= Task directions =
Transcribe the listing below only from the line with "fn fmt(&self, f: &mut" up to and including the line with "let bytes: [u8;".

= Record excerpts =
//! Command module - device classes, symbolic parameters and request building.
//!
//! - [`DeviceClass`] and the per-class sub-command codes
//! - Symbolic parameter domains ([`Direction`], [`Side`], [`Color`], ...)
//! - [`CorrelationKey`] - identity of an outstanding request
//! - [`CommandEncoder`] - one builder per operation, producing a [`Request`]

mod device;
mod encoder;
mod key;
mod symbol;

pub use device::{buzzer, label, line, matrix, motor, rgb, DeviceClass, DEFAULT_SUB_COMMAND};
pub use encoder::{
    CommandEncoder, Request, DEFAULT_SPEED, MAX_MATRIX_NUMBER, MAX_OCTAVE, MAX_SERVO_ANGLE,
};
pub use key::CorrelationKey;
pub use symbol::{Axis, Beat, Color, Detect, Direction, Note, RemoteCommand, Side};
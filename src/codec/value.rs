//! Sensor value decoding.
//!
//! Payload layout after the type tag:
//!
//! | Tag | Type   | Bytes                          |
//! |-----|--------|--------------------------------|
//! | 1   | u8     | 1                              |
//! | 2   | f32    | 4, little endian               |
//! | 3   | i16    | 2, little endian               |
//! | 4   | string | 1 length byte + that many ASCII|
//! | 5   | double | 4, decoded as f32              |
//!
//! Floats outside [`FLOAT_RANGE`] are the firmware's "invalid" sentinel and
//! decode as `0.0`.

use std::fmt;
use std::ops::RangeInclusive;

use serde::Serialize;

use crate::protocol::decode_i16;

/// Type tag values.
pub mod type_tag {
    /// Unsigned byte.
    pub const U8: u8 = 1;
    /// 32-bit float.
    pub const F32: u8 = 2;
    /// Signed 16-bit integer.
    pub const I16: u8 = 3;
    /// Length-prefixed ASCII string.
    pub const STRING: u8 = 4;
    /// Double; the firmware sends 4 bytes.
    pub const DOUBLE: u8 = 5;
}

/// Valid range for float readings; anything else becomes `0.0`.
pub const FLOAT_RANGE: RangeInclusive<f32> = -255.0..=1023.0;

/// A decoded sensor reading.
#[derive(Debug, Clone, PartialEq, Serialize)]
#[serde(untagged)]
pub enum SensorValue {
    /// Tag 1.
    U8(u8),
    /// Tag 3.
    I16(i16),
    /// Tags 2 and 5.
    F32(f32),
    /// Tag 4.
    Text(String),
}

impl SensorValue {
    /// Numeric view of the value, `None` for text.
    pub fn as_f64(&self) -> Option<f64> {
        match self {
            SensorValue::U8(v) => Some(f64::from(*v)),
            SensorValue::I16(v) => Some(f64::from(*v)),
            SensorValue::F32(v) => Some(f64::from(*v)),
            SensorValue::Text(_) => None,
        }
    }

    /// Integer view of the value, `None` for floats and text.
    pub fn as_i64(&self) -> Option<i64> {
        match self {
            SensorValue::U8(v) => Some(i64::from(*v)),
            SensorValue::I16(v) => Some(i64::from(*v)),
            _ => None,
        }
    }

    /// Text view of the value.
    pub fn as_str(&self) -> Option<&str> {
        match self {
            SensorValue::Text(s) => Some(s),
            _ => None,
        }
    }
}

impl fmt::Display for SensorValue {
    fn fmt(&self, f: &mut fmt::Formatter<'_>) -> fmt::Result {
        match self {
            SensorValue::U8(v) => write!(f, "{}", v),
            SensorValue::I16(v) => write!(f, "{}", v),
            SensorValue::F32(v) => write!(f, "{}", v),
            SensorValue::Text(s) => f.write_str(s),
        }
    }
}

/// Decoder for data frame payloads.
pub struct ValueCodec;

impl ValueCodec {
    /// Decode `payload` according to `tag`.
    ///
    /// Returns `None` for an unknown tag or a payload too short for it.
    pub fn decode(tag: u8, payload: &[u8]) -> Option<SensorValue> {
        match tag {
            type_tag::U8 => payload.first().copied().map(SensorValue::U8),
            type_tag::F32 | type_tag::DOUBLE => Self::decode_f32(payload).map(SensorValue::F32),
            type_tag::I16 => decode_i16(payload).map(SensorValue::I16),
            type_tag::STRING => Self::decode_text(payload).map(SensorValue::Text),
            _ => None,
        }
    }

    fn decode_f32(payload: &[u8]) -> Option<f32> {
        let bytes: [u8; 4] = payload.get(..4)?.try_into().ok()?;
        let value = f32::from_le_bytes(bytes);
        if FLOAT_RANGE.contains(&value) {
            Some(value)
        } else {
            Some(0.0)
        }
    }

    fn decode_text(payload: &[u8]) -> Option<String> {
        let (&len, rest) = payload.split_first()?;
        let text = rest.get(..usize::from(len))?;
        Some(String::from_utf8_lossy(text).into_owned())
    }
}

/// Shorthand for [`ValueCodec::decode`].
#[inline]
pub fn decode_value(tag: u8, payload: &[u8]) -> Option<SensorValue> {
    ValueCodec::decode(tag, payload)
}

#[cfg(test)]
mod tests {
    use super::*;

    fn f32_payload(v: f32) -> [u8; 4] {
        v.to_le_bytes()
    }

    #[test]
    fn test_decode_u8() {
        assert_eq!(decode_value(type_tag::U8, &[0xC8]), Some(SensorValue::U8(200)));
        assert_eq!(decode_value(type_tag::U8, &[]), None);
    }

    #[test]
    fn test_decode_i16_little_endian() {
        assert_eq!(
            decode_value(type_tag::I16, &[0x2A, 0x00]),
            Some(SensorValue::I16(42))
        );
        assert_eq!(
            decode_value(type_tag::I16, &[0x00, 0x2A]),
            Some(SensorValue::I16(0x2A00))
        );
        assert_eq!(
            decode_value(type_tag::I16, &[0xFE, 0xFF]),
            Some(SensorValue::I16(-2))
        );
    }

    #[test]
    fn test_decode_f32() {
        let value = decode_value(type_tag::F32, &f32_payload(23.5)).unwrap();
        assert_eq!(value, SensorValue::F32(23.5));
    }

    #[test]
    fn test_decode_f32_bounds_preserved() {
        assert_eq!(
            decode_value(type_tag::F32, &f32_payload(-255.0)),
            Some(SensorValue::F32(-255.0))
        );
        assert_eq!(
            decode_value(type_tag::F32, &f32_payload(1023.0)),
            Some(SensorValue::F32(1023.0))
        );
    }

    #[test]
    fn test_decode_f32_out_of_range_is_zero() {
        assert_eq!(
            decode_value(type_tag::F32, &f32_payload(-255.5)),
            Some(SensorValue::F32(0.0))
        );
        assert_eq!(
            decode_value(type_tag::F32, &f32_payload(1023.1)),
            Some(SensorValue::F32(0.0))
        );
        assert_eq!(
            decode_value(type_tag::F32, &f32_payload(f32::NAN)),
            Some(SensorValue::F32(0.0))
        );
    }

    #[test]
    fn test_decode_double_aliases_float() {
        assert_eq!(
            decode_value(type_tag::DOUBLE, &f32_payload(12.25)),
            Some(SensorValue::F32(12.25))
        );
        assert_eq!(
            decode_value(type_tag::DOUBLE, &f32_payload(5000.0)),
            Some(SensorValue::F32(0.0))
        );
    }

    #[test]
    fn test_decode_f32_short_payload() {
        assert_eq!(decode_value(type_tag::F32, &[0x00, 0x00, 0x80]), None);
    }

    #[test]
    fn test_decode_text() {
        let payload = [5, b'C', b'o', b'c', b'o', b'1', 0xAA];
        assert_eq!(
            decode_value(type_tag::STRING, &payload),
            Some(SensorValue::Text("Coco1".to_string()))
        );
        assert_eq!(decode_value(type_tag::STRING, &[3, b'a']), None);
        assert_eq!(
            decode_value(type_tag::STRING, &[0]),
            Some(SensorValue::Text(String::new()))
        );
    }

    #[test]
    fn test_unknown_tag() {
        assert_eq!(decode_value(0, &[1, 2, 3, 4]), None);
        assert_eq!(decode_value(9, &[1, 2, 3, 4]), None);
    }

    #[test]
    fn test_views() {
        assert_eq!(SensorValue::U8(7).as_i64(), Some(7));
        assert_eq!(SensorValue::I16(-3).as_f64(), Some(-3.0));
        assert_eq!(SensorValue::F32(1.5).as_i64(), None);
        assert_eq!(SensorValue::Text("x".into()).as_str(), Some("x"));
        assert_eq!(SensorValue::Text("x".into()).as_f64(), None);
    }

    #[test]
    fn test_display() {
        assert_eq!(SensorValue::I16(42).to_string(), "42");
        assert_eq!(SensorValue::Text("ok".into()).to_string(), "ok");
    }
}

= Output of the exercise =
    fn fmt(&self, f: &mut fmt::Formatter<'_>) -> fmt::Result {
        match self {
            SensorValue::U8(v) => write!(f, "{}", v),
            SensorValue::I16(v) => write!(f, "{}", v),
            SensorValue::F32(v) => write!(f, "{}", v),
            SensorValue::Text(s) => f.write_str(s),
        }
    }
}

/// Decoder for data frame payloads.
pub struct ValueCodec;

impl ValueCodec {
    /// Decode `payload` according to `tag`.
    ///
    /// Returns `None` for an unknown tag or a payload too short for it.
    pub fn decode(tag: u8, payload: &[u8]) -> Option<SensorValue> {
        match tag {
            type_tag::U8 => payload.first().copied().map(SensorValue::U8),
            type_tag::F32 | type_tag::DOUBLE => Self::decode_f32(payload).map(SensorValue::F32),
            type_tag::I16 => decode_i16(payload).map(SensorValue::I16),
            type_tag::STRING => Self::decode_text(payload).map(SensorValue::Text),
            _ => None,
        }
    }

    fn decode_f32(payload: &[u8]) -> Option<f32> {
        let bytes: [u8; 4] = payload.get(..4)?.try_into().ok()?;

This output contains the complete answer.